Una tesis desarrollada en la UCAM identifica dos nuevos factores genéticos que influyen en el desarrollo del cáncer de cérvix
El analista clínico Vicente Santaclara ha defendido su estudio, realizado durante cuatro años con una muestra de 400 pacientes del Área 2 de Salud de Cartagena.
La infección por el virus del papiloma humano es la enfermedad de transmisión sexual más frecuente y es responsable del desarrollo del cáncer de cuello de útero a través de lesiones precursoras denominadas Lesiones Intraepiteliales Escamosas (SIL). La investigación parte de la hipótesis de que es fundamental conocer la susceptibilidad genética de cada paciente para determinar si se desarrollará o no esta enfermedad.
“Los factores genéticos relacionados con la respuesta inmune condicionarán que unas mujeres acaben desarrollando lesiones que vayan a preceder un cáncer o no.

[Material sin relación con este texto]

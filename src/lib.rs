//! edittrack - テキストフィールド編集状態トラッカー
//!
//! スクリーンリーダー向けに、編集可能フィールドの値・選択範囲・行区切りを追跡し、
//! 読み上げ/点字出力側へ渡す変更ディレクティブを生成する

// コアモジュール
pub mod error;
pub mod logging;
pub mod options;

// データ層
pub mod snapshot;
pub mod text;

// ロジック層
pub mod diff;
pub mod line_breaks;
pub mod model;
pub mod notifier;

// ホスト連携層
pub mod registry;
pub mod source;

// 公開API
pub use diff::{ChangeKind, TextChange};
pub use error::{ConfigError, EditTrackError, Result};
pub use line_breaks::{LineBreakIndexer, LineBreakSet, SoftWrapOffsets};
pub use logging::{DirectiveLog, DEFAULT_LOG_PRIORITY};
pub use model::{EditableTextModel, LinePosition};
pub use notifier::{ChangeDirective, ChangeNotifier, DirectiveSink};
pub use options::{PartialTrackerOptions, TrackerOptions};
pub use registry::{FieldHandle, ModelRegistry};
pub use snapshot::{Selection, TextSnapshot};
pub use source::{EditableSource, FieldEvent};
pub use text::{TextRange, TextValue};
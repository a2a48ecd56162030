//! エラーハンドリングシステム
//!
//! 編集追跡で使用される統一されたエラー型を定義
//! イベント処理のホットパス（update/describe/行クエリ）はエラーを返さず、範囲外の値は丸める

use thiserror::Error;

/// クレート全体のエラー型
#[derive(Error, Debug, Clone, PartialEq)]
pub enum EditTrackError {
    /// モデル生成元のノードが存在しない（ライフサイクル所有者の設定ミス）
    #[error("Editable source is missing")]
    MissingSource,

    /// レジストリに登録されていないハンドル
    #[error("Unknown field handle: {handle}")]
    UnknownHandle { handle: String },

    /// 設定エラー
    #[error("Configuration error")]
    Config(#[from] ConfigError),

    /// 入出力エラー（ディレクティブログ）
    #[error("IO error: {message}")]
    Io { message: String },
}

/// 設定固有のエラー
#[derive(Error, Debug, Clone, PartialEq)]
pub enum ConfigError {
    #[error("Invalid configuration file: {path}")]
    InvalidFile { path: String },

    #[error("Failed to parse configuration: {message}")]
    Parse { message: String },
}

/// プロジェクト標準のResult型
pub type Result<T> = std::result::Result<T, EditTrackError>;

// std::io::Error から EditTrackError への変換
impl From<std::io::Error> for EditTrackError {
    fn from(error: std::io::Error) -> Self {
        EditTrackError::Io {
            message: error.to_string(),
        }
    }
}

// serde_json::Error から ConfigError への変換
impl From<serde_json::Error> for ConfigError {
    fn from(error: serde_json::Error) -> Self {
        ConfigError::Parse {
            message: error.to_string(),
        }
    }
}
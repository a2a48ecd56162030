//! 変更通知システム
//!
//! 新旧スナップショットから読み上げ/点字出力向けのディレクティブを組み立て、
//! 登録済みの出力先へ優先度順に配信する

use crate::diff::TextChange;
use crate::line_breaks::LineBreakIndexer;
use crate::snapshot::TextSnapshot;
use crate::text::TextRange;
use serde::{Deserialize, Serialize};
use std::collections::HashMap;
use std::sync::atomic::{AtomicUsize, Ordering};

/// 出力先の一意識別子
pub type SinkId = usize;

/// 出力側が何を読み上げるべきかを表す判定結果
///
/// 本文そのものは含まない。パスワードフィールドではオフセットのみを扱う。
#[derive(Debug, Clone, PartialEq, Eq, Serialize, Deserialize)]
pub struct ChangeDirective {
    /// 新値で変化した範囲（値が変わっていなければ `None`）
    pub changed_range: Option<TextRange>,
    /// 差分の詳細
    pub change: Option<TextChange>,
    /// 新しい選択範囲
    pub new_selection: TextRange,
    /// 直前の選択範囲
    pub previous_selection: TextRange,
    /// 選択開始位置の行番号
    pub line_index_of_selection: usize,
    /// 選択開始位置の行の範囲（改行文字を除く）
    pub line_range: TextRange,
    /// 行をまたいで移動したため行全体を読み上げるべきか
    pub emit_whole_line: bool,
    /// パスワードフィールドか
    pub is_password: bool,
}

impl ChangeDirective {
    /// 値も選択範囲も変化していないか
    pub fn is_noop(&self) -> bool {
        self.changed_range.is_none() && self.new_selection == self.previous_selection
    }
}

/// ディレクティブの出力先
pub trait DirectiveSink {
    /// ディレクティブを受け取る
    fn on_directive(&mut self, directive: &ChangeDirective);

    /// 出力先の優先度を返す（高い値ほど先に受け取る）
    fn priority(&self) -> i32 {
        0
    }
}

/// 配信統計
#[derive(Debug, Clone, Default, PartialEq, Eq)]
pub struct NotifierStats {
    /// 登録中の出力先数
    pub total_sinks: usize,
    /// 配信したディレクティブ数
    pub events_dispatched: usize,
    /// フィルターで除外した数
    pub filtered: usize,
}

/// ディレクティブ生成と配信
pub struct ChangeNotifier {
    sinks: HashMap<SinkId, (Box<dyn DirectiveSink>, i32)>,
    next_sink_id: AtomicUsize,
    filter: Option<Box<dyn Fn(&ChangeDirective) -> bool>>,
    stats: NotifierStats,
}

impl ChangeNotifier {
    pub fn new() -> Self {
        Self {
            sinks: HashMap::new(),
            next_sink_id: AtomicUsize::new(0),
            filter: None,
            stats: NotifierStats::default(),
        }
    }

    /// 新旧スナップショットからディレクティブを組み立てる
    ///
    /// `indexer` は新しいスナップショットの値で計算済みであること。
    /// 旧選択位置の行番号も同じ行区切りで判定する。
    pub fn describe(
        old: &TextSnapshot,
        new: &TextSnapshot,
        indexer: &LineBreakIndexer,
    ) -> ChangeDirective {
        let change = TextChange::between(old.value(), new.value());
        let line_index_of_selection = indexer.line_index_of(new.selection_start());
        let emit_whole_line = new.is_multiline()
            && indexer.line_index_of(old.selection_start()) != line_index_of_selection;

        ChangeDirective {
            changed_range: change.map(|c| c.changed_range()),
            change,
            new_selection: new.selection().as_range(),
            previous_selection: old.selection().as_range(),
            line_index_of_selection,
            line_range: indexer.line_range(line_index_of_selection),
            emit_whole_line,
            is_password: new.is_password(),
        }
    }

    /// 出力先を追加
    pub fn add_sink(&mut self, sink: Box<dyn DirectiveSink>) -> SinkId {
        let id = self.next_sink_id.fetch_add(1, Ordering::SeqCst);
        let priority = sink.priority();
        self.sinks.insert(id, (sink, priority));
        self.stats.total_sinks = self.sinks.len();
        id
    }

    /// 出力先を削除
    pub fn remove_sink(&mut self, id: SinkId) -> bool {
        let removed = self.sinks.remove(&id).is_some();
        self.stats.total_sinks = self.sinks.len();
        removed
    }

    /// フィルターを設定（`false` を返したディレクティブは配信しない）
    pub fn set_filter<F>(&mut self, filter: F)
    where
        F: Fn(&ChangeDirective) -> bool + 'static,
    {
        self.filter = Some(Box::new(filter));
    }

    pub fn clear_filter(&mut self) {
        self.filter = None;
    }

    pub fn stats(&self) -> &NotifierStats {
        &self.stats
    }

    /// 出力先へ優先度の降順で配信
    pub fn publish(&mut self, directive: &ChangeDirective) {
        if let Some(ref filter) = self.filter {
            if !filter(directive) {
                self.stats.filtered += 1;
                return;
            }
        }

        let mut sorted: Vec<_> = self.sinks.iter_mut().collect();
        sorted.sort_by(|a, b| b.1 .1.cmp(&a.1 .1).then(a.0.cmp(b.0)));

        for (_, (sink, _)) in sorted {
            sink.on_directive(directive);
        }

        self.stats.events_dispatched += 1;
    }
}

impl Default for ChangeNotifier {
    fn default() -> Self {
        Self::new()
    }
}
//! テキスト値と範囲
//!
//! 文字（Unicodeスカラー値）単位のオフセットで扱う不変テキスト

use serde::{Deserialize, Serialize};
use std::fmt;
use std::sync::atomic::{AtomicU64, Ordering};
use std::sync::Arc;

/// 世代番号の払い出しカウンター
static NEXT_GENERATION: AtomicU64 = AtomicU64::new(1);

/// 半開区間 `[start, end)` の文字範囲
#[derive(Debug, Clone, Copy, PartialEq, Eq, Hash, Default, Serialize, Deserialize)]
pub struct TextRange {
    pub start: usize,
    pub end: usize,
}

impl TextRange {
    /// 範囲を作成（start > end の場合は入れ替える）
    pub fn new(start: usize, end: usize) -> Self {
        Self {
            start: start.min(end),
            end: start.max(end),
        }
    }

    /// 長さ0の範囲
    pub fn collapsed(offset: usize) -> Self {
        Self {
            start: offset,
            end: offset,
        }
    }

    pub fn len(&self) -> usize {
        self.end - self.start
    }

    pub fn is_empty(&self) -> bool {
        self.start == self.end
    }

    /// 上限 `len` に収まるよう丸める
    pub fn clamped_to(&self, len: usize) -> Self {
        Self::new(self.start.min(len), self.end.min(len))
    }
}

/// 不変のテキスト値
///
/// 文字列と文字配列を共有ストレージで保持する。生成ごとに一意な世代番号を持ち、
/// 行区切りキャッシュはこの世代番号で無効化を判定する。
#[derive(Clone)]
pub struct TextValue {
    text: Arc<str>,
    chars: Arc<[char]>,
    generation: u64,
}

impl TextValue {
    pub fn new(text: impl Into<String>) -> Self {
        let text: String = text.into();
        let chars: Arc<[char]> = text.chars().collect::<Vec<_>>().into();
        Self {
            text: Arc::from(text),
            chars,
            generation: NEXT_GENERATION.fetch_add(1, Ordering::Relaxed),
        }
    }

    pub fn empty() -> Self {
        Self::new(String::new())
    }

    pub fn as_str(&self) -> &str {
        &self.text
    }

    pub fn chars(&self) -> &[char] {
        &self.chars
    }

    /// 文字数
    pub fn len(&self) -> usize {
        self.chars.len()
    }

    pub fn is_empty(&self) -> bool {
        self.chars.is_empty()
    }

    pub fn generation(&self) -> u64 {
        self.generation
    }

    pub fn char_at(&self, offset: usize) -> Option<char> {
        self.chars.get(offset).copied()
    }

    /// 内容が等しいか（世代番号は比較しない）
    pub fn same_content(&self, other: &TextValue) -> bool {
        self.generation == other.generation || self.chars == other.chars
    }

    /// 範囲内の文字列を取り出す（範囲は丸められる）
    pub fn slice(&self, range: TextRange) -> String {
        let range = range.clamped_to(self.len());
        self.chars[range.start..range.end].iter().collect()
    }
}

impl PartialEq for TextValue {
    fn eq(&self, other: &Self) -> bool {
        self.same_content(other)
    }
}

impl Eq for TextValue {}

impl fmt::Debug for TextValue {
    fn fmt(&self, f: &mut fmt::Formatter<'_>) -> fmt::Result {
        f.debug_struct("TextValue")
            .field("text", &self.text)
            .field("generation", &self.generation)
            .finish()
    }
}

impl fmt::Display for TextValue {
    fn fmt(&self, f: &mut fmt::Formatter<'_>) -> fmt::Result {
        f.write_str(&self.text)
    }
}

impl Default for TextValue {
    fn default() -> Self {
        Self::empty()
    }
}

impl From<&str> for TextValue {
    fn from(text: &str) -> Self {
        Self::new(text)
    }
}

impl From<String> for TextValue {
    fn from(text: String) -> Self {
        Self::new(text)
    }
}
//! 編集可能ノードの抽象
//!
//! ホスト側のアクセシビリティノードをこのクレートに渡すための能力インターフェース。
//! 値・選択範囲・折り返し候補・フラグを提供できる型なら何でもモデルの入力になる。

use crate::line_breaks::SoftWrapOffsets;
use serde::{Deserialize, Serialize};

/// 編集可能フィールドの読み取り能力
pub trait EditableSource {
    /// 現在の値
    fn value(&self) -> &str;

    /// 選択開始オフセット（ホストの生の値、範囲外でもよい）
    fn selection_start(&self) -> isize;

    /// 選択終了オフセット（ホストの生の値、範囲外でもよい）
    fn selection_end(&self) -> isize;

    /// ホストが報告する折り返し候補
    fn soft_wrap_offsets(&self) -> SoftWrapOffsets {
        SoftWrapOffsets::new()
    }

    fn is_password(&self) -> bool {
        false
    }

    fn is_multiline(&self) -> bool {
        false
    }
}

/// イベント1件分のフィールド状態
///
/// ホストアダプターやリプレイ用の素朴な実装。JSONから読み込める。
#[derive(Debug, Clone, PartialEq, Eq, Default, Serialize, Deserialize)]
#[serde(default)]
pub struct FieldEvent {
    pub value: String,
    pub selection_start: isize,
    pub selection_end: isize,
    pub soft_wrap_offsets: SoftWrapOffsets,
    pub is_password: bool,
    pub is_multiline: bool,
}

impl FieldEvent {
    /// 単一行フィールドのイベント
    pub fn single_line(value: impl Into<String>, selection_start: isize, selection_end: isize) -> Self {
        Self {
            value: value.into(),
            selection_start,
            selection_end,
            ..Self::default()
        }
    }

    /// 複数行フィールドのイベント
    pub fn multiline(value: impl Into<String>, selection_start: isize, selection_end: isize) -> Self {
        Self {
            is_multiline: true,
            ..Self::single_line(value, selection_start, selection_end)
        }
    }

    pub fn with_soft_wraps(mut self, offsets: impl IntoIterator<Item = usize>) -> Self {
        self.soft_wrap_offsets = offsets.into_iter().collect();
        self
    }

    pub fn password(mut self) -> Self {
        self.is_password = true;
        self
    }
}

impl EditableSource for FieldEvent {
    fn value(&self) -> &str {
        &self.value
    }

    fn selection_start(&self) -> isize {
        self.selection_start
    }

    fn selection_end(&self) -> isize {
        self.selection_end
    }

    fn soft_wrap_offsets(&self) -> SoftWrapOffsets {
        self.soft_wrap_offsets.clone()
    }

    fn is_password(&self) -> bool {
        self.is_password
    }

    fn is_multiline(&self) -> bool {
        self.is_multiline
    }
}

#[cfg(test)]
mod tests {
    use super::*;

    #[test]
    fn test_field_event_from_json_uses_defaults() {
        let event: FieldEvent =
            serde_json::from_str(r#"{"value":"a\nb","selection_start":2,"is_multiline":true}"#)
                .unwrap();

        assert_eq!(event.value(), "a\nb");
        assert_eq!(event.selection_start(), 2);
        assert_eq!(event.selection_end(), 0);
        assert!(event.is_multiline());
        assert!(!event.is_password());
        assert!(event.soft_wrap_offsets().is_empty());
    }

    #[test]
    fn test_builders() {
        let event = FieldEvent::multiline("wrap me", 0, 0)
            .with_soft_wraps([5, 2, 5])
            .password();

        assert!(event.is_multiline());
        assert!(event.is_password());
        assert_eq!(event.soft_wrap_offsets().into_iter().collect::<Vec<_>>(), vec![2, 5]);
    }
}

Por ello, esta investigación se ha centrado en estudiar factores genéticos relacionados con el sistema inmunitario para tratar de explicar por qué unas mujeres contagiadas con genotipos virales de alto riesgo desarrollan el cáncer y otras no, con el fin de prever la evolución y aplicarlo en el seguimiento”, ha añadido Santaclara.
Este trabajo, dirigido por el doctor Pablo Conesa Zamora, “ha identificado dos factores del ADN que influyen en la persistencia del virus, que es uno de los puntos clave para que se acabe desarrollando el cáncer, como son determinados genes relacionados con la citotoxidad celular dependiente de anticuerpos y con el proceso de apoptosis”, ha explicado el nuevo doctor.